Alternative therapies: Reserve these therapies for patients in RSE
  • Ketamine (3 mg/kg IV followed by an infusion of at least 1 mg/kg/hr up to 10 mg/kg/hr.)
  • Hypothermia
  • Inhales Anesthetics (Isoflurane)
  • Ketogenic Diet
  • Steroids, ACTH
  • Immunomodulation (IVIG or Plasma Exchange)
  • Electroconvulsive therapy
  • Vagus Nerve Stimulation
  • Repetitive Transcranial Magnetic Stimulation
  • Surgical Management

     Medications are more likely to terminate seizures when given closer to the seizure onset and they decrease in effectiveness as seizure duration increases, most likely related to changes in the neuronal gamma aminobutyric acid (GABA) receptor subunit composition as a function of time. 

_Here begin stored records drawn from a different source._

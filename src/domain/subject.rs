use std::fmt;

use nostr_sdk::prelude::*;
use serde::{Deserialize, Serialize};

use crate::domain::projection::{FeedKind, ProjectionKey, SortMode};

/// What a feed instance is showing
#[derive(Debug, Clone, PartialEq, Eq, Hash, Serialize, Deserialize)]
#[serde(rename_all = "snake_case")]
pub enum FeedSubject {
    /// A remote author, optionally scoped to one of their items
    Author {
        pubkey: PublicKey,
        #[serde(default)]
        context: Option<EventId>,
    },
    /// The local account (own items, votes and hidden items)
    LocalAccount,
}

impl FeedSubject {
    pub fn author(pubkey: PublicKey) -> Self {
        Self::Author {
            pubkey,
            context: None,
        }
    }

    pub fn author_in_context(pubkey: PublicKey, context: EventId) -> Self {
        Self::Author {
            pubkey,
            context: Some(context),
        }
    }

    /// The item id the navigation currently points at, if any
    pub fn context(&self) -> Option<EventId> {
        match self {
            Self::Author { context, .. } => *context,
            Self::LocalAccount => None,
        }
    }

    pub fn is_author(&self) -> bool {
        matches!(self, Self::Author { .. })
    }
}

impl fmt::Display for FeedSubject {
    fn fmt(&self, f: &mut fmt::Formatter<'_>) -> fmt::Result {
        match self {
            Self::Author { pubkey, context } => {
                let npub = pubkey.to_bech32().unwrap_or_else(|_| pubkey.to_hex());
                match context {
                    Some(id) => write!(f, "{npub}/{}", id.to_hex()),
                    None => write!(f, "{npub}"),
                }
            }
            Self::LocalAccount => write!(f, "account"),
        }
    }
}

/// Parameters supplied by the navigation layer when a feed is opened
#[derive(Debug, Clone, PartialEq, Eq, Serialize, Deserialize)]
pub struct NavigationContext {
    pub subject: FeedSubject,
    #[serde(default)]
    pub kind: FeedKind,
    #[serde(default)]
    pub sort: SortMode,
}

impl NavigationContext {
    /// Resolve the navigation parameters, falling back to defaults for missing
    /// or unknown values
    pub fn from_params(subject: FeedSubject, kind: Option<&str>, sort: Option<&str>) -> Self {
        Self {
            subject,
            kind: FeedKind::from_param(kind),
            sort: SortMode::from_param(sort),
        }
    }

    pub fn projection_key(&self) -> ProjectionKey {
        ProjectionKey::new(self.kind, self.sort)
    }
}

Rationale for using Ketamine 
There is growing evidence that increasing refractoriness to treatment is partly the result of progressive impairment of GABA mediated inhibition as a result of internalization of GABA receptors under conditions of sustained excitability. Due to this internalisation  , GABAergic drugs dare less likely to work for sustained SE. There is also evidence for increased numbers of N-methyl-D-aspartic acid (NMDA) receptors at the synaptic membrane that results in increased sensitivity to excitatory neurotransmitters. The rationale behind using Ketamine is an attempt to antagonise the excitatory NMDA system as GABAergic system is impaired. 


Take Home

  • Seizure onset to drug delivery time is more important then debating which BZD works better. Be aggressive while treating SE because pharmacoresistance develops over minutes.
  • Never forget that NCSE can present as coma and maintain a low threshold for obtaining a bedside EEG. 
  • Ketamine is definitely an option for refractory status epilepticus. 

Further Reading:

  1. Shinnar S, Berg AT, Moshe SL, Shinnar R. How long do new-onset seizures in children last? Ann Neurol 2001;49:659-64. 
  2. Gaspard N, Foreman B, Judd LM, et al. Intravenous ketamine for the treatment of refractory status epilepticus: a retrospective multi-center study. Epilepsia. 2013;54(8):1498-1503. doi:10.1111/epi.12247.
  3. Treatment of Refractory Status Epilepticus: Literature Review and a Proposed Protocol Nicholas S. Abend, MD and Dennis J. Dlugos
  4. Glauser, Tracy, et al. "Evidence-Based Guideline: Treatment of Convulsive Status Epilepticus in Children and Adults: Report of the Guideline Committee of the American Epilepsy Society." Epilepsy Currents 16.1 (2016): 48-61.
  5. Rossetti, Andrea O., and Thomas P. Bleck. "What's new in status epilepticus?." Intensive care medicine 40.9 (2014): 1359.
  6. http://www.ncbi.nlm.nih.gov/pmc/articles/PMC3731413/pdf/nihms481665.pdf
  7. Emergency Medicine Practice - Evidence Based Medicine - Clinical Decision Making In Seizures And Status Epilepticus 
  8. Lowenstein, Daniel H., and Brian K. Alldredge. "Status epilepticus." New England Journal of Medicine 338.14 (1998): 970-976.
  9. www.neurocriticalcare.org
  10. Brophy, Gretchen M., et al. "Guidelines for the evaluation and management of status epilepticus." Neurocritical care 17.1 (2012): 3-23.